From the entries below, output the line with "use arc_swap::ArcSwapOption;" and each following line up to and including the line with "let guard = self.current.load();", exactly as written.

-- Data for this exercise follows --

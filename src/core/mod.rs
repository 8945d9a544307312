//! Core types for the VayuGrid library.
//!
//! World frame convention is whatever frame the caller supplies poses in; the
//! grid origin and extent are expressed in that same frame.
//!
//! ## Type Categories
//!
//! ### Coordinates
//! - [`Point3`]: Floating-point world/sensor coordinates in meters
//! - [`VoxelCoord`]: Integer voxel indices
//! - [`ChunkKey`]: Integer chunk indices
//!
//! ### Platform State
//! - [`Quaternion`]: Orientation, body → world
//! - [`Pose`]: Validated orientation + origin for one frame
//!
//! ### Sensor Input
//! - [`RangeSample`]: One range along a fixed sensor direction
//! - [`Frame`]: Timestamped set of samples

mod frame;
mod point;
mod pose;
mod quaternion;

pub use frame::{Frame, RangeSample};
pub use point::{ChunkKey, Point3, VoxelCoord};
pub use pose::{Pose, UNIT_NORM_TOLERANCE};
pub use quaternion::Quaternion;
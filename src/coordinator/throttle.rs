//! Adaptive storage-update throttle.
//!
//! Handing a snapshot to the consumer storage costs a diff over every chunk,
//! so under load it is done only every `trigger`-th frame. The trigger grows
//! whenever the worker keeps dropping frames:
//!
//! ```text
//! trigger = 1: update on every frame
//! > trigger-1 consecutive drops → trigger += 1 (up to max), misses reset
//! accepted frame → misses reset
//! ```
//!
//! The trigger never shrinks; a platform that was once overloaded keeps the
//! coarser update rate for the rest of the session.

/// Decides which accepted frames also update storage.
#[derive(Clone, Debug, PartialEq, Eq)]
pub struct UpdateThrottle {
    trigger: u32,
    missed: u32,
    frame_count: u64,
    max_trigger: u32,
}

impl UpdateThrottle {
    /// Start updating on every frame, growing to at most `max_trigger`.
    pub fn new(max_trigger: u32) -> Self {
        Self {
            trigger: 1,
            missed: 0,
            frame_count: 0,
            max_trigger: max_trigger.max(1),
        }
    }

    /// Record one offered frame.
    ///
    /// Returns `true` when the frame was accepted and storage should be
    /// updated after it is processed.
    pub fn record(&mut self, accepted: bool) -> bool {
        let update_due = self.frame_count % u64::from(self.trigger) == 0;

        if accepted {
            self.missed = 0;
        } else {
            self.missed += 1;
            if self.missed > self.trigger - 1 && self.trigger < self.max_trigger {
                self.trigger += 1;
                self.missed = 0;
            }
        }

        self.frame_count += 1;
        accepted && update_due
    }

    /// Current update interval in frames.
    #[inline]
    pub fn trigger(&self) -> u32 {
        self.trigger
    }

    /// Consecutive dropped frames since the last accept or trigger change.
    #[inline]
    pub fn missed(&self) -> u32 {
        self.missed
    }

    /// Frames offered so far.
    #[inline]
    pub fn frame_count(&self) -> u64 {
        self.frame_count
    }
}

-- Data for this exercise concluded --
-- Data for this exercise follows --

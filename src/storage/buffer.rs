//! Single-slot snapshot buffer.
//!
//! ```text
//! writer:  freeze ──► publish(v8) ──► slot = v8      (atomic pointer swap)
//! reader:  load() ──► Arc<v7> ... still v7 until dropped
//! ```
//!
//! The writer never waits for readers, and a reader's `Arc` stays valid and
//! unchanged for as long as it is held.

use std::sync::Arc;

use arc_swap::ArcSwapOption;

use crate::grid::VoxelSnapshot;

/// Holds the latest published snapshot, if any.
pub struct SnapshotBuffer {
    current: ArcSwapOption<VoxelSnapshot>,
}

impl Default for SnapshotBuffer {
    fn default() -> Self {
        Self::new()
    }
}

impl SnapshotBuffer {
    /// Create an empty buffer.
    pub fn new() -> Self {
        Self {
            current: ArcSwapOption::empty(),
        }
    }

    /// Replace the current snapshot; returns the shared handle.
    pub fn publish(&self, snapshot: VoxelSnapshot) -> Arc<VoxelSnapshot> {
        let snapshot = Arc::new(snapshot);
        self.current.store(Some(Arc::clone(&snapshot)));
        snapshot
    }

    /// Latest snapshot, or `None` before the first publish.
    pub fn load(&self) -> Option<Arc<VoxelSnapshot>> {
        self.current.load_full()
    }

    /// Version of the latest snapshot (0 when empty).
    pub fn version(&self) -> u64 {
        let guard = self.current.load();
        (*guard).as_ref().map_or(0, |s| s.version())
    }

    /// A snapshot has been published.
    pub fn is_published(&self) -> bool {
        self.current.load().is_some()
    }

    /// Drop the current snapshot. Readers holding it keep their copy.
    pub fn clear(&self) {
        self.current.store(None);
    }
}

-- Data for this exercise concluded --
-- Data for this exercise follows --

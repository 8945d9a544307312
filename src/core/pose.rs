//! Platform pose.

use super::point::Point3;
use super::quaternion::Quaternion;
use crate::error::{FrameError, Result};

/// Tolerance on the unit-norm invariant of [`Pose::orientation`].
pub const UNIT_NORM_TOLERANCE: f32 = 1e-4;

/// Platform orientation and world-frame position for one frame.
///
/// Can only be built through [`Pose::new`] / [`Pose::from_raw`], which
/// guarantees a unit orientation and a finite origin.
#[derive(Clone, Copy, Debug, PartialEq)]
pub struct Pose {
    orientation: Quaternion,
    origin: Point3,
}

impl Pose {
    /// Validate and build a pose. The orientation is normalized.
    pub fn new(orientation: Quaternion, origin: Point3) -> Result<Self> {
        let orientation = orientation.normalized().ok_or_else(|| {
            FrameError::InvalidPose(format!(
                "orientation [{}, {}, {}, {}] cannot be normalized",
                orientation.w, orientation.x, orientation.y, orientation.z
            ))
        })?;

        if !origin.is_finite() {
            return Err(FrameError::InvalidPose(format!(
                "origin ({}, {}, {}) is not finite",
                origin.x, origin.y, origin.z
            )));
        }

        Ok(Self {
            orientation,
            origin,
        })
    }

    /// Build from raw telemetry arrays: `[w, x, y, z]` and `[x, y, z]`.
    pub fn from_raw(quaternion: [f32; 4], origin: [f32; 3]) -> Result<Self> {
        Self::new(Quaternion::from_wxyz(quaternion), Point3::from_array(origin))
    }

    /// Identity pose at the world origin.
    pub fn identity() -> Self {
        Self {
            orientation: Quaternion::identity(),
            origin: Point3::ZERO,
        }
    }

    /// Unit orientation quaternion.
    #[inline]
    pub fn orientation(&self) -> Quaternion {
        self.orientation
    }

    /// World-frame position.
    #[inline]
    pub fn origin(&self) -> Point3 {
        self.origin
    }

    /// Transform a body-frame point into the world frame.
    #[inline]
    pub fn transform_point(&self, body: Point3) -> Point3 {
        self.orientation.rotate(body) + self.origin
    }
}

-- Data for this exercise concluded --

Your response:
use arc_swap::ArcSwapOption;

use crate::grid::VoxelSnapshot;

/// Holds the latest published snapshot, if any.
pub struct SnapshotBuffer {
    current: ArcSwapOption<VoxelSnapshot>,
}

impl Default for SnapshotBuffer {
    fn default() -> Self {
        Self::new()
    }
}

impl SnapshotBuffer {
    /// Create an empty buffer.
    pub fn new() -> Self {
        Self {
            current: ArcSwapOption::empty(),
        }
    }

    /// Replace the current snapshot; returns the shared handle.
    pub fn publish(&self, snapshot: VoxelSnapshot) -> Arc<VoxelSnapshot> {
        let snapshot = Arc::new(snapshot);
        self.current.store(Some(Arc::clone(&snapshot)));
        snapshot
    }

    /// Latest snapshot, or `None` before the first publish.
    pub fn load(&self) -> Option<Arc<VoxelSnapshot>> {
        self.current.load_full()
    }

    /// Version of the latest snapshot (0 when empty).
    pub fn version(&self) -> u64 {
        let guard = self.current.load();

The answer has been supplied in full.